Correction: the gt[] values are coded and cannot be used as is. The
bcf_gt_allele() and bcf_gt_is_phased() macros can be used to get the 0/1
etc. values.

petr

On Tue, 2015-05-19 at 14:34 +0200, Petr Danecek wrote:
> Hi Zhihao,
> 
> the get_format function returns the total number of values, this is how
> it is used:
> 
> int ngts = bcf_get_format_int32(hdr, rec, "GT", &gt, &ngt_arr);
> ngts /= nsmpl;
> for (i=0; i<nsmpl; i++)
> {
>    for (j=0; j<ngts; j++) 
>        printf(" %d",gt[i*ngts+j]); // todo: check for missing 
>                                    // values and different ploidy
> }
> 
> 
> One can avoid using the C api completely and do instead
> 
> bcftools query -f'%CHROM\t%POS[\t%GT]\n' | ./my-script
> 
> Petr
> 
> 
> On Tue, 2015-05-19 at 12:20 +0100, Zhihao Ding wrote:
> > Dear samtools developers, 
> > 
> > I’ve been trying to learn htslib for some simple analyses.
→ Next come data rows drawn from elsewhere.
/// Playback status owned by the player loop for one play invocation.
#[derive(Debug, Default, Clone, PartialEq, Eq)]
pub struct StatusState {
    /// Output is held by the device lock.
    pub paused: bool,
    /// Replay the current track when it ends.
    pub looping: bool,
    /// The current track was left via Next/Prev; a late completion must be ignored.
    pub interrupted: bool,
    /// The output device has been opened for this player.
    pub device_initialized: bool,
    /// Rate the device runs at once initialized; every track is resampled to it.
    pub output_sample_rate: Option<u32>,
}

/// Copy of the fields the menu renders.
#[derive(Debug, Default, Clone, Copy, PartialEq, Eq)]
pub struct StatusSnapshot {
    pub paused: bool,
    pub looping: bool,
}

impl StatusState {
    /// Per-track reset at the start of every session. `looping` survives a replay.
    pub fn reset_for_track(&mut self) {
        self.paused = false;
        self.interrupted = false;
    }

    /// Leaving the track early via Next/Prev.
    pub fn clear_for_skip(&mut self) {
        self.looping = false;
        self.interrupted = true;
    }

    pub fn snapshot(&self) -> StatusSnapshot {
        StatusSnapshot {
            paused: self.paused,
            looping: self.looping,
        }
    }
}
I’d
> > like to parse 1KG phase3 vcfs to obtain a haplotype matrix
> > consisting of 1s and 0s, for a given region. After reading 
> > comments in the header files, below is where I’ve got to. 
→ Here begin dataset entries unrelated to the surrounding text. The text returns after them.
//! Streaming decode stage.
//!
//! Uses Symphonia to probe a local file, then decodes packets into interleaved `f32` on a
//! background thread that feeds a bounded [`SampleQueue`].

use std::fs::File;
use std::path::Path;
use std::sync::Arc;
use std::thread;
use std::time::Duration;

use anyhow::{Context, Result, anyhow};
use symphonia::core::audio::{SampleBuffer, SignalSpec};
use symphonia::core::codecs::{CodecParameters, DecoderOptions};
use symphonia::core::formats::{FormatOptions, FormatReader};
use symphonia::core::io::MediaSourceStream;
use symphonia::core::meta::MetadataOptions;
use symphonia::core::probe::Hint;

use crate::queue::{SampleQueue, capacity_for};

/// A track whose decoder thread is running.
pub struct DecodedTrack {
    /// Source rate and channel layout.
    pub spec: SignalSpec,
    /// Decoded interleaved samples at `spec.rate`.
    pub queue: Arc<SampleQueue>,
    /// Total length when the container reports a frame count.
    pub duration: Option<Duration>,
    /// Codec label for logging.
    pub codec: Option<&'static str>,
}

/// Open `path`, probe it and start decoding on a background thread.
///
/// Probe failures (missing file, unknown container, no audio track) are returned
/// synchronously. Once running, the decoder stops on EOF or when the queue is closed; the
/// queue is always closed when the thread exits.
pub fn open_track(path: &Path, buffer_seconds: f32) -> Result<DecodedTrack> {
    let file = File::open(path).with_context(|| format!("open {:?}", path))?;

    let mut hint = Hint::new();
    if let Some(ext) = path.extension().and_then(|e| e.to_str()) {
        hint.with_extension(ext);
    }

    let mss = MediaSourceStream::new(Box::new(file), Default::default());
    let probed = symphonia::default::get_probe()
        .format(
            &hint,
            mss,
            &FormatOptions::default(),
            &MetadataOptions::default(),
        )
        .with_context(|| format!("probe {:?}", path))?;

    let format = probed.format;
    let track = format
        .default_track()
        .ok_or_else(|| anyhow!("no default audio track in {:?}", path))?;

    let codec_params = track.codec_params.clone();
    let channels = codec_params
        .channels
        .ok_or_else(|| anyhow!("unknown channel layout in {:?}", path))?;
    let rate = codec_params
        .sample_rate
        .ok_or_else(|| anyhow!("unknown sample rate in {:?}", path))?;

    let spec = SignalSpec::new(rate, channels);
    let duration = duration_from_codec_params(&codec_params);
    let codec = codec_label(&codec_params);

    let max_samples = capacity_for(rate, channels.count(), buffer_seconds);
    let queue = Arc::new(SampleQueue::new(channels.count(), max_samples));

    // Creating the decoder here keeps "unsupported codec" a synchronous open error.
    let decoder = symphonia::default::get_codecs()
        .make(&codec_params, &DecoderOptions::default())
        .with_context(|| format!("create decoder for {:?}", path))?;

    let queue_for_thread = queue.clone();
    let label = path.display().to_string();
    thread::spawn(move || {
        if let Err(e) = decode_loop(format, decoder, &queue_for_thread) {
            tracing::warn!(track = %label, "decoder stopped: {e:#}");
        }
        queue_for_thread.close();
    });

    tracing::debug!(
        path = ?path,
        rate_hz = rate,
        channels = channels.count(),
        codec = codec.unwrap_or("unknown"),
        "track opened"
    );

    Ok(DecodedTrack {
        spec,
        queue,
        duration,
        codec,
    })
}

fn decode_loop(
    mut format: Box<dyn FormatReader>,
    mut decoder: Box<dyn symphonia::core::codecs::Decoder>,
    queue: &Arc<SampleQueue>,
) -> Result<()> {
    loop {
        let packet = match format.next_packet() {
            Ok(p) => p,
            Err(_) => break, // EOF
        };

        let decoded = match decoder.decode(&packet) {
            Ok(d) => d,
            Err(symphonia::core::errors::Error::DecodeError(e)) => {
                tracing::debug!("skipping corrupt packet: {e}");
                continue;
            }
            Err(e) => return Err(e).context("decode packet"),
        };

        let mut buf = SampleBuffer::<f32>::new(decoded.frames() as u64, *decoded.spec());
        buf.copy_interleaved_ref(decoded);

        if !queue.push_blocking(buf.samples()) {
            // Queue closed by the output side: track was interrupted.
            break;
        }
    }
    Ok(())
}

/// Track length from the container's frame count, if it has one.
fn duration_from_codec_params(params: &CodecParameters) -> Option<Duration> {
    let frames = params.n_frames?;
    let rate = u64::from(params.sample_rate?);
    if rate == 0 {
        return None;
    }
    Some(Duration::from_millis(frames.saturating_mul(1000) / rate))
}

fn codec_label(params: &CodecParameters) -> Option<&'static str> {
    use symphonia::core::codecs::*;
    let name = match params.codec {
        CODEC_TYPE_FLAC => "FLAC",
        CODEC_TYPE_MP3 => "MP3",
        CODEC_TYPE_AAC => "AAC",
        CODEC_TYPE_ALAC => "ALAC",
        CODEC_TYPE_VORBIS => "VORBIS",
        CODEC_TYPE_PCM_S16LE | CODEC_TYPE_PCM_S16BE => "PCM_S16",
        CODEC_TYPE_PCM_S24LE | CODEC_TYPE_PCM_S24BE => "PCM_S24",
        CODEC_TYPE_PCM_F32LE | CODEC_TYPE_PCM_F32BE => "PCM_F32",
        _ => return None,
    };
    Some(name)
}

#[cfg(test)]
mod tests {
    use super::*;
    use symphonia::core::codecs::{CODEC_TYPE_MP3, CODEC_TYPE_PCM_S16LE};

    #[test]
    fn duration_is_none_for_zero_rate() {
        let mut params = CodecParameters::new();
        params.sample_rate = Some(0);
        params.n_frames = Some(100);
        assert!(duration_from_codec_params(&params).is_none());
    }

    #[test]
    fn duration_from_frame_count() {
        let mut params = CodecParameters::new();
        params.sample_rate = Some(44_100);
        params.n_frames = Some(44_100 * 200 + 22_050);
        assert_eq!(
            duration_from_codec_params(&params),
            Some(Duration::from_millis(200_500))
        );
    }

    #[test]
    fn codec_label_maps_known_codecs() {
        let mut params = CodecParameters::new();
        params.codec = CODEC_TYPE_MP3;
        assert_eq!(codec_label(&params), Some("MP3"));
        params.codec = CODEC_TYPE_PCM_S16LE;
        assert_eq!(codec_label(&params), Some("PCM_S16"));
        assert_eq!(codec_label(&CodecParameters::new()), None);
    }

    #[test]
    fn open_track_reports_missing_file() {
        let path = std::env::temp_dir().join("tapedeck-does-not-exist.mp3");
        let err = open_track(&path, 2.0).err().expect("missing file must fail");
        assert!(format!("{err:#}").contains("open"));
    }
}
> > I haven’t got the matrix yet, but I am getting genotypes 
> > of samples one by one. 
> > 
> > Could I ask if I am on the right direction? Are there better 
> > ways of doing it? 
> > 
> > Any help would be very appreciated. 
> > 
> > Best wishes, 
> > Zhihao
> > 
> > 
> > 
> > 
> >   const char* vcf = “test/test.vcf.gz";
> > 
> >   int n    = 0;  // number of records in file
> >   int nsnp = 0;  // number of SNPs in file
> >   int ngt_arr = 0;
> >   int ngt     = 0;
> >   int *gt     = NULL;
> > 
> >         htsFile * inf = bcf_open(vcf, "r");
> >         if (inf == NULL) {
> >           return EXIT_FAILURE;
> >         }
> > 
> >         bcf_hdr_t *hdr = bcf_hdr_read(inf);
> >         fprintf(stderr, "File %s contains %i samples\n", vcf, 
> > bcf_hdr_nsamples(hdr));
> > 
> >         bcf1_t *rec = bcf_init();
> >       
> >         while (bcf_read(inf, hdr, rec) == 0) {
> >                 n++;
> >                 if (bcf_is_snp(rec)) {
> >                         nsnp++;
> >                 } else {
> >                         continue;
> >                 }
> > 
> >                 if ( bcf_get_format_int32(hdr, rec, "GT", &gt, &ngt_arr) > 
> > 0 ){
> >                   for (int i=0; i<bcf_hdr_nsamples(hdr); i++){
> >                     printf("chr%s\t%i\t%s\t%s\t%s\n",
> >                            seqnames[rec->rid],
> >                            rec->pos,
> >                            rec->d.allele[0],
> >                            rec->d.allele[bcf_gt_allele(gt[0])],
> >                            hdr -> samples[i]);
> >                   }
> >                 }
> >         }
> >         
> >         free(gt);
> >         bcf_hdr_destroy(hdr);
> >         bcf_close(inf);
> >         bcf_destroy(rec);
> > 
> > 
> > ------------------------------------------------------------------------------
> > One dashboard for servers and applications across Physical-Virtual-Cloud 
> > Widest out-of-the-box monitoring support with 50+ applications
> > Performance metrics, stats and reports that give you Actionable Insights
> > Deep dive visibility with transaction tracing using APM Insight.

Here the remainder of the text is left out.